Copy all lines in the material holding the string "LocalComm".
※ ※ ※
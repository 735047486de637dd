//! Nearest-wall search for planar problems.
//!
//! In two dimensions the wall is a set of segments in the `z = 0` plane.
//! Segment sets are small next to surface meshes, so they are gathered in
//! one round without culling and indexed with a quadtree.

use cf_comm::{Communicator, all_gather};
use cf_spatial::{Dimension, DistanceTree};
use mesh_types::{Point3, Segment};
use tracing::{debug, info, warn};

use crate::error::DistanceResult;
use crate::params::SearchParams;
use crate::result::PlanarResult;
use crate::search::{agree_on_inputs, fail, far_away_point};
use crate::wire::SegmentRecord;

/// Nearest point on the distributed segment set for every local query
/// point.
///
/// Collective. `params.shard_count` is ignored; the depth and occupancy
/// limits configure the quadtree.
///
/// # Errors
///
/// - [`DistanceError::Consistency`](crate::DistanceError::Consistency) if
///   ranks disagree on `params`
/// - [`DistanceError::InvalidParams`](crate::DistanceError::InvalidParams)
///   for invalid `params`
/// - [`DistanceError::Comm`](crate::DistanceError::Comm) if communication
///   fails
///
/// # Example
///
/// ```
/// use cf_comm::LocalComm;
/// use mesh_distance::{SearchParams, search_segments};
/// use mesh_types::{Point3, Segment};
///
/// let wall = [Segment::planar([0.0, 0.0], [4.0, 0.0])];
/// let result = search_segments(
///     &LocalComm::solo(),
///     &wall,
///     &[Point3::new(1.0, 3.0, 0.0)],
///     &SearchParams::default(),
/// )
/// .unwrap();
///
/// assert!((result.distances[0] - 3.0).abs() < 1e-12);
/// ```
pub fn search_segments<C: Communicator + ?Sized>(
    comm: &C,
    segments: &[Segment],
    points: &[Point3<f64>],
    params: &SearchParams,
) -> DistanceResult<PlanarResult> {
    let rank = comm.rank();
    info!(rank, segments = segments.len(), points = points.len(), "Starting planar wall distance search");

    let total = agree_on_inputs(comm, params, segments.len(), segments.len())?;
    let far = far_away_point();

    if total == 0 {
        if rank == 0 {
            warn!("No wall segments on any rank; all points keep the far-away sentinel");
        }
        return Ok(PlanarResult {
            distances: points.iter().map(|p| (far - p).norm()).collect(),
            projected_points: vec![far; points.len()],
            empty_input: true,
        });
    }

    let records: Vec<SegmentRecord> = segments.iter().map(SegmentRecord::from).collect();
    let gathered: Vec<Segment> = match all_gather(comm, &records) {
        Ok(gathered) => gathered.into_iter().map(Segment::from).collect(),
        Err(err) => return Err(fail(comm, err.into())),
    };

    let tree = match DistanceTree::build(&gathered, params.tree_params(Dimension::Planar)) {
        Ok(tree) => tree,
        Err(err) => return Err(fail(comm, err.into())),
    };
    debug!(rank, segments = gathered.len(), voxels = tree.voxel_count(), "Built planar index");

    let projected_points: Vec<Point3<f64>> = points
        .iter()
        .map(|p| tree.closest_point_and_index(p, &far).point)
        .collect();
    let distances = points
        .iter()
        .zip(&projected_points)
        .map(|(q, p)| (p - q).norm())
        .collect();

    info!(rank, "Planar wall distance search complete");
    Ok(PlanarResult {
        distances,
        projected_points,
        empty_input: false,
    })
}

#[cfg(test)]
mod tests {
    use super::*;
    use approx::assert_relative_eq;
    use cf_comm::{LocalComm, LocalWorld};

    fn square_wall() -> Vec<Segment> {
        vec![
            Segment::planar([0.0, 0.0], [1.0, 0.0]),
            Segment::planar([1.0, 0.0], [1.0, 1.0]),
            Segment::planar([1.0, 1.0], [0.0, 1.0]),
            Segment::planar([0.0, 1.0], [0.0, 0.0]),
        ]
    }

    #[test]
    fn inside_square() {
        let result = search_segments(
            &LocalComm::solo(),
            &square_wall(),
            &[Point3::new(0.5, 0.25, 0.0), Point3::new(0.9, 0.5, 0.0)],
            &SearchParams::default(),
        )
        .unwrap();
        assert_relative_eq!(result.distances[0], 0.25, epsilon = 1e-12);
        assert_relative_eq!(result.distances[1], 0.1, epsilon = 1e-12);
        assert_relative_eq!(result.projected_points[1], Point3::new(1.0, 0.5, 0.0), epsilon = 1e-12);
        assert!(!result.empty_input);
    }

    #[test]
    fn segments_split_across_ranks() {
        let results = LocalWorld::run(2, |comm| {
            let wall = square_wall();
            let mine: Vec<Segment> = wall.into_iter().skip(comm.rank() * 2).take(2).collect();
            let point = if comm.rank() == 0 {
                Point3::new(0.1, 0.5, 0.0)
            } else {
                Point3::new(0.5, 0.95, 0.0)
            };
            search_segments(&comm, &mine, &[point], &SearchParams::default())
        })
        .unwrap();
        assert_relative_eq!(results[0].as_ref().unwrap().distances[0], 0.1, epsilon = 1e-12);
        assert_relative_eq!(results[1].as_ref().unwrap().distances[0], 0.05, epsilon = 1e-12);
    }

    #[test]
    fn no_segments_anywhere() {
        let result = search_segments(
            &LocalComm::solo(),
            &[],
            &[Point3::origin()],
            &SearchParams::default(),
        )
        .unwrap();
        assert!(result.empty_input);
        assert_eq!(result.projected_points[0], far_away_point());
        assert!(result.distances[0].is_finite());
    }
}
※ ※ ※
-- Reply --
/// use cf_comm::LocalComm;
///     &LocalComm::solo(),
    use cf_comm::{LocalComm, LocalWorld};
            &LocalComm::solo(),
            &LocalComm::solo(),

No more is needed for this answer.